Yeah, you finally added a Tesla to your collection-not brand spanking new, but still a splendid piece of tech wizardry. “Used Tesla For sale,” they said, and you pounced on the opportunity like a cat on an errant laser dot. Whether it’s showing off your electric marvel to the neighbors or silently enjoying your smug, gas-free existence, keeping your Tesla in tip-top shape is a must. Read here for more information : https://onlyusedtesla.com/
Those bad boys do more than just cushion your ride; they are your contact with Mother Earth, after all. Make sure they’re inflated just right-neither puffed like a bloated balloon nor squashed like an old mushroom. Think Goldilocks. Just right. *You wouldn’t want them to squeal louder than a toddler denied candy.
Now, on to updates: software updates. If you thought your phone was needy, wait until you hear about your Tesla’s hunger for updates. That’s like a teenager always asking for the freshest pair of kicks. There’s keeping up with those notifications and plugging this thing in for an update whenever it gets close to changing. Your Tesla is going to appreciate it-running smoother and giving you maybe even Easter eggs.

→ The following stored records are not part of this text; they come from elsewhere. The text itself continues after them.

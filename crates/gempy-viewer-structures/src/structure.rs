//! Structure trait.
//!
//! A [`Structure`] is one object of the 3D scene: a structured grid, a point
//! cloud, a glyph set, a triangle mesh or a curve network.

use std::fs::File;
use std::io::BufWriter;
use std::path::Path;

use gempy_viewer_core::{DVec3, Result};
use glam::DMat4;
use ply_rs::ply::{DefaultElement, Ply};

/// A geometric object of the 3D scene.
pub trait Structure {
    /// Returns the unique name of this structure.
    fn name(&self) -> &str;

    /// Returns the type name of this structure (e.g. "`PointCloud`").
    fn type_name(&self) -> &'static str;

    /// Positions in model coordinates, before the transform.
    fn positions(&self) -> &[DVec3];

    /// Returns the current model transform matrix.
    fn transform(&self) -> DMat4;

    /// Sets the model transform matrix.
    fn set_transform(&mut self, transform: DMat4);

    /// Returns whether this structure is currently visible.
    fn is_enabled(&self) -> bool;

    /// Sets the visibility of this structure.
    fn set_enabled(&mut self, enabled: bool);

    /// Builds the PLY representation, transform applied.
    fn to_ply(&self) -> Result<Ply<DefaultElement>>;

    /// Positions with the transform applied.
    fn world_positions(&self) -> Vec<DVec3> {
        let transform = self.transform();
        self.positions()
            .iter()
            .map(|p| transform.transform_point3(*p))
            .collect()
    }

    /// Returns the axis-aligned bounding box in world coordinates.
    ///
    /// Returns `None` if the structure has no points.
    fn bounding_box(&self) -> Option<(DVec3, DVec3)> {
        let points = self.world_positions();
        let first = *points.first()?;
        Some(
            points
                .iter()
                .fold((first, first), |(lo, hi), p| (lo.min(*p), hi.max(*p))),
        )
    }

    /// Returns a characteristic length scale for this structure.
    fn length_scale(&self) -> f64 {
        self.bounding_box()
            .map_or(0.0, |(lo, hi)| (hi - lo).length())
    }

    /// Resets the transform to identity.
    fn reset_transform(&mut self) {
        self.set_transform(DMat4::IDENTITY);
    }

    /// Writes the structure as an ASCII PLY file.
    fn write_ply(&self, path: &Path) -> Result<()> {
        let mut ply = self.to_ply()?;
        let mut out = BufWriter::new(File::create(path)?);
        ply_rs::writer::Writer::new().write_ply(&mut out, &mut ply)?;
        log::debug!("wrote {} '{}' to {}", self.type_name(), self.name(), path.display());
        Ok(())
    }
}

Speaking of electricity, okay, well, you can’t give it juice boxes and cookies, but if you’re feeling like treating your Tesla, throw it a proper charge every once in a while. You do it via a legit cable, not those kinds that always seem to sit at the very bottom of the cheapest bin in whatever store it belongs in.
Now, let’s go a bit touchy-feely with the interior: leather or vegan, your seats actually deserve TLC. Try not to treat your seats like some sort of glorified nap spot or coat rack in your car. Those snazzy seats in your car deserve quality cleaning to maintain their elegance. Keep in mind that a Tesla cabin is fancier than most people’s five-star vacation.